The Attack Time of the championship visits six tracks, including Brands Hatch, Oulton Park and Snetterton, and, generally, between April and September. Our entrance is at Snetterton, two-mile long 200 circuit. This year the series has more than 50 entries for the race, divided into eight classes ranging from Pocket Rocket, in which the smallestcapacity cars, Pro Extreme, in which the changes are unlimited.
Make no mistake: Time Attack cars are at the top-level machines. Our Fiesta ST, which is one of the most a slightly modified car in the Pocket Rocket class, have a fully stripped interior, welded the roll cage, seats, safety belts, the semi-slick tyres and no traction control, ESP or ABS.
It is technically still street legal, but slipping behind his suede steering wheel and looking over the dashboard is flocked, and feels nothing short of a championship racer. Press the start button and hear his highly-strung 1.6 liter, engine fire into life and the car’s track focus is clear.
The Fiesta of the class sits to the side of the entry-level Clubman class, with power outputs for the machines mostly ranging between 200 and 400bhp. At the other end of the field in Pro Extreme, the more powerful the car, a Mitsubishi Evo VI, is said to be running with 1200bhp.
The day of the execution is divided into four parts. After 20 minutes of warm-up and 20-minute practice session, we will move into qualification – our first timed stint – and then the final.
I know that the Snetterton 200 layout from the previous track day there, but the Fiesta ST, which was set up to be agile, and then it is quite scary for a novice at high speed, it is a challenge to reach the top. The class of 22-car bursts out of the pit lane and I focus on how to get the rear tyres warm. The morning practice has revealed which in turn one step with cold tires is similar to the roller-skating down a spiral staircase.
Once the tire is up to temperature and I have found some trace of space (don’t want to come across another car on the ride), it’s time to get off.
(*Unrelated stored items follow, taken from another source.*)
use super::*;
use crate::fixtures;

fn raw(q: &str, category: &str, subcategory: &str) -> RawQuery {
    RawQuery {
        q: Some(q.to_string()),
        category: Some(category.to_string()),
        subcategory: Some(subcategory.to_string()),
        sort: None,
    }
}

fn key(value: &str) -> Selection {
    Selection::Key(value.to_string())
}

#[test]
fn normalize_text_trims_and_lowercases() {
    assert_eq!(normalize_text("  BREIZH "), "breizh");
    assert_eq!(normalize_text("Écoute"), "écoute");
    assert_eq!(normalize_text("   "), "");
}

#[test]
fn selection_parse_handles_sentinel_and_blank() {
    assert_eq!(Selection::parse("all"), Selection::All);
    assert_eq!(Selection::parse(" ALL "), Selection::All);
    assert_eq!(Selection::parse(""), Selection::All);
    assert_eq!(Selection::parse(" food "), key("food"));
    assert_eq!(Selection::All.to_string(), "all");
    assert_eq!(key("food").as_str(), "food");
}

#[test]
fn selection_serializes_as_plain_string() {
    let json = serde_json::to_string(&Selection::All).unwrap();
    assert_eq!(json, r#""all""#);
    let parsed: Selection = serde_json::from_str(r#""tech""#).unwrap();
    assert_eq!(parsed, key("tech"));
}

#[test]
fn sort_mode_parsing() {
    assert_eq!("relevance".parse::<SortMode>().unwrap(), SortMode::Catalog);
    assert_eq!("Alphabetical".parse::<SortMode>().unwrap(), SortMode::Alphabetical);
    assert_eq!("popular".parse::<SortMode>().unwrap(), SortMode::Popular);
    assert!(matches!(
        "price".parse::<SortMode>(),
        Err(CatalogError::UnsupportedSortMode(_))
    ));
    assert_eq!(SortMode::parse_lenient(Some("price")), SortMode::Catalog);
    assert_eq!(SortMode::parse_lenient(None), SortMode::Catalog);
}

#[test]
fn sort_mode_serde_accepts_relevance_alias() {
    let mode: SortMode = serde_json::from_str(r#""relevance""#).unwrap();
    assert_eq!(mode, SortMode::Catalog);
    assert_eq!(serde_json::to_string(&SortMode::Popular).unwrap(), r#""popular""#);
}

#[test]
fn normalize_keeps_valid_keys() {
    let catalog = fixtures::catalog();
    let request = normalize(&catalog, Language::En, &raw(" Breizh ", "food", "drinks"));
    assert_eq!(request.category, key("food"));
    assert_eq!(request.subcategory, key("drinks"));
    assert_eq!(request.text, "breizh");
    assert_eq!(request.sort, SortMode::Catalog);
}

#[test]
fn unknown_category_degrades_to_all() {
    let catalog = fixtures::catalog();
    let request = normalize(&catalog, Language::En, &raw("", "spacecraft", "drinks"));
    assert_eq!(request.category, Selection::All);
    assert_eq!(request.subcategory, Selection::All);
}

#[test]
fn subcategory_from_other_category_degrades_to_all() {
    let catalog = fixtures::catalog();
    let request = normalize(&catalog, Language::En, &raw("", "tech", "drinks"));
    assert_eq!(request.category, key("tech"));
    assert_eq!(request.subcategory, Selection::All);
}

#[test]
fn category_all_forces_subcategory_all() {
    let catalog = fixtures::catalog();
    let request = normalize(&catalog, Language::En, &raw("", "all", "drinks"));
    assert_eq!(request.category, Selection::All);
    assert_eq!(request.subcategory, Selection::All);
}

#[test]
fn missing_language_degrades_to_all() {
    let catalog = Catalog::default();
    let request = normalize(&catalog, Language::En, &raw("cola", "food", "drinks"));
    assert_eq!(request, FilterRequest::all().with_text("cola"));
}

#[test]
fn raw_query_deserializes_from_url_params() {
    let query: RawQuery =
        serde_json::from_value(serde_json::json!({"q": "cola", "category": "food"})).unwrap();
    assert_eq!(query.q.as_deref(), Some("cola"));
    assert_eq!(query.subcategory, None);
}

#[test]
fn changing_category_resets_subcategory() {
    let mut state = FilterState::new();
    state.select_category(key("food"));
    state.select_subcategory(key("drinks"));
    assert_eq!(state.subcategory(), &key("drinks"));

    state.select_category(key("food"));
    assert_eq!(state.subcategory(), &key("drinks"), "same category keeps subcategory");

    state.select_category(key("tech"));
    assert_eq!(state.subcategory(), &Selection::All);
}

#[test]
fn subcategory_is_ignored_while_category_is_all() {
    let mut state = FilterState::new();
    state.select_subcategory(key("drinks"));
    assert_eq!(state.subcategory(), &Selection::All);
}

#[test]
fn clear_resets_selection_and_text() {
    let mut state = FilterState::new();
    state.select_category(key("food"));
    state.select_subcategory(key("coffee"));
    state.set_text("Malongo");
    state.set_sort(SortMode::Popular);
    state.clear();

    assert_eq!(state.category(), &Selection::All);
    assert_eq!(state.subcategory(), &Selection::All);
    assert_eq!(state.text(), "");
    assert_eq!(state.sort(), SortMode::Popular);
}

#[test]
fn state_request_is_normalized() {
    let catalog = fixtures::catalog();
    let mut state = FilterState::from_raw(&raw("  COLA ", "food", "drinks"));
    assert_eq!(state.text(), "  COLA ");

    let request = state.request(&catalog, Language::Fr);
    assert_eq!(request.category, key("food"));
    assert_eq!(request.subcategory, key("drinks"));
    assert_eq!(request.text, "cola");

    state.select_category(key("garden"));
    let request = state.request(&catalog, Language::Fr);
    assert_eq!(request.category, Selection::All);
}

#[test]
fn to_raw_omits_defaults() {
    let state = FilterState::new();
    assert_eq!(state.to_raw(), RawQuery::default());
}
The passage of the line in the direction of transform one really gets the adrenalin going, but taking the first curve as fast as my brain will allow – that is, without a doubt, some way out of the car, the limit really gets my pulse.
There is no race to think about, but the pressure in Time Attack is extremely high because you do not have time to make mistakes. The Lock-up and wide or take things too stops at a corner and the lap is ruined, then you need to adjust your approach and head back around to the starting line to have another go.
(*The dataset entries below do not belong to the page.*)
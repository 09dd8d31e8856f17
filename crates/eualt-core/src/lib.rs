pub mod app_config;
pub mod cache;
pub mod catalog;
pub mod config;
mod document;
pub mod engine;
pub mod error;
pub mod ingest;
pub mod language;
pub mod products;
pub mod query;
pub mod suggest;
pub mod translations;

#[cfg(test)]
mod fixtures;

pub use app_config::{AppConfig, Environment};
pub use cache::FilterCache;
pub use catalog::{load_catalog, Catalog, CategoryTable, SubcategoryTable, TaxonomyIssue};
pub use config::{load_app_config, load_app_config_from_env};
pub use engine::{matches, FilterEngine};
pub use error::{CatalogError, ConfigError};
pub use ingest::{LoadReport, MalformedEntry};
pub use language::Language;
pub use products::{FilteredProduct, FlattenedProduct, Product, ProductFlags};
pub use query::{
    normalize, normalize_text, FilterRequest, FilterState, RawQuery, Selection, SortMode,
    ALL_SENTINEL,
};
pub use suggest::{suggest, SUGGESTION_LIMIT};
pub use translations::{load_translations, LanguageLabels, Translations};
This results in just three decent rounds worth of recording for all of the timed session. As an inexperienced driver, I’m overdriving a turn and then reining things a step too far. All the time, the cars flying past and I’m learning quickly that the standard of driving in Time Attack is very high indeed.
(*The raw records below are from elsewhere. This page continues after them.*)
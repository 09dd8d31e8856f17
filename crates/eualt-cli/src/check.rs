//! Seed document validation.

use eualt_core::Language;
use serde::Serialize;

use crate::Session;

#[derive(Debug, Default, Serialize)]
struct CheckReport {
    malformed: Vec<String>,
    duplicates: Vec<String>,
    skipped_languages: Vec<String>,
    taxonomy: Vec<String>,
    missing_labels: Vec<String>,
}

impl CheckReport {
    fn is_clean(&self) -> bool {
        self.malformed.is_empty()
            && self.duplicates.is_empty()
            && self.skipped_languages.is_empty()
            && self.taxonomy.is_empty()
    }
}

fn build_report(session: &Session) -> anyhow::Result<CheckReport> {
    let catalog = &session.catalog;
    let load = catalog.report();

    let mut report = CheckReport {
        malformed: load.malformed.iter().map(ToString::to_string).collect(),
        duplicates: load.duplicates.clone(),
        skipped_languages: load.skipped_languages.clone(),
        taxonomy: catalog
            .check_taxonomy()
            .iter()
            .map(ToString::to_string)
            .collect(),
        missing_labels: Vec::new(),
    };

    for language in Language::ALL {
        if !catalog.languages().contains(&language) {
            report
                .taxonomy
                .push(format!("no catalog table for language {language}"));
            continue;
        }
        for entry in catalog.flattened(language)? {
            if session
                .translations
                .subcategory_label(language, entry.category, entry.subcategory)
                .is_none()
            {
                report.missing_labels.push(format!(
                    "{language}/{}/{}",
                    entry.category, entry.subcategory
                ));
            }
        }
    }

    Ok(report)
}

/// Validate the loaded documents and print what ingestion dropped.
///
/// Missing labels are reported but do not fail the check.
///
/// # Errors
///
/// Returns an error if malformed entries, duplicate keys, unsupported
/// languages or taxonomy gaps were found.
pub(crate) fn run_check(session: &Session) -> anyhow::Result<()> {
    let report = build_report(session)?;

    if session.json {
        crate::print_json(&report)?;
    } else {
        for (title, lines) in [
            ("malformed entries", &report.malformed),
            ("duplicate keys", &report.duplicates),
            ("unsupported languages", &report.skipped_languages),
            ("taxonomy gaps", &report.taxonomy),
            ("missing labels", &report.missing_labels),
        ] {
            if lines.is_empty() {
                continue;
            }
            println!("{title} ({}):", lines.len());
            for line in lines {
                println!("  {line}");
            }
        }
    }

    if report.is_clean() {
        if !session.json {
            println!("catalog ok");
        }
        Ok(())
    } else {
        anyhow::bail!("catalog check failed")
    }
}
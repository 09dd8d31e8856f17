use std::net::SocketAddr;
use std::path::PathBuf;

use crate::language::Language;

#[derive(Debug, Clone, Copy, PartialEq, Eq)]
pub enum Environment {
    Development,
    Test,
    Production,
}

impl std::fmt::Display for Environment {
    fn fmt(&self, f: &mut std::fmt::Formatter<'_>) -> std::fmt::Result {
        match self {
            Environment::Development => write!(f, "development"),
            Environment::Test => write!(f, "test"),
            Environment::Production => write!(f, "production"),
        }
    }
}

#[derive(Debug, Clone, PartialEq, Eq)]
pub struct AppConfig {
    pub env: Environment,
    pub bind_addr: SocketAddr,
    pub log_level: String,
    pub catalog_path: PathBuf,
    pub translations_path: PathBuf,
    pub default_language: Language,
    /// Maximum number of memoized filter results; `0` disables the cache.
    pub filter_cache_capacity: usize,
}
But then things start to come together. I follow another car and my lines to flow more naturally from corner to corner. Snap oversteer moments of stop – thank god – and I gain confidence in the braking zones. I don’t miss the wheel-to-wheel racing action? Perhaps, but I’m experiencing 90% of the satisfaction of a race, probably with 95% less risk of damage to the car.
I at the end of the day, the execution of more than two seconds faster than the Fiesta, but a great desire to get back in the car and chip away at lap times. While my brain absorbs the adrenaline, chat via for the mechanical and the nearby driver about the big save, and the times I felt I nailed the corner
When I started to come down from my own, I realize that I’m rambling on like a caffeine-fueled maniac for 15 minutes. Of course, I have bitten the bug, and the bite is difficult. Money permitting, I’d like to do everything possible to be at the giro next year.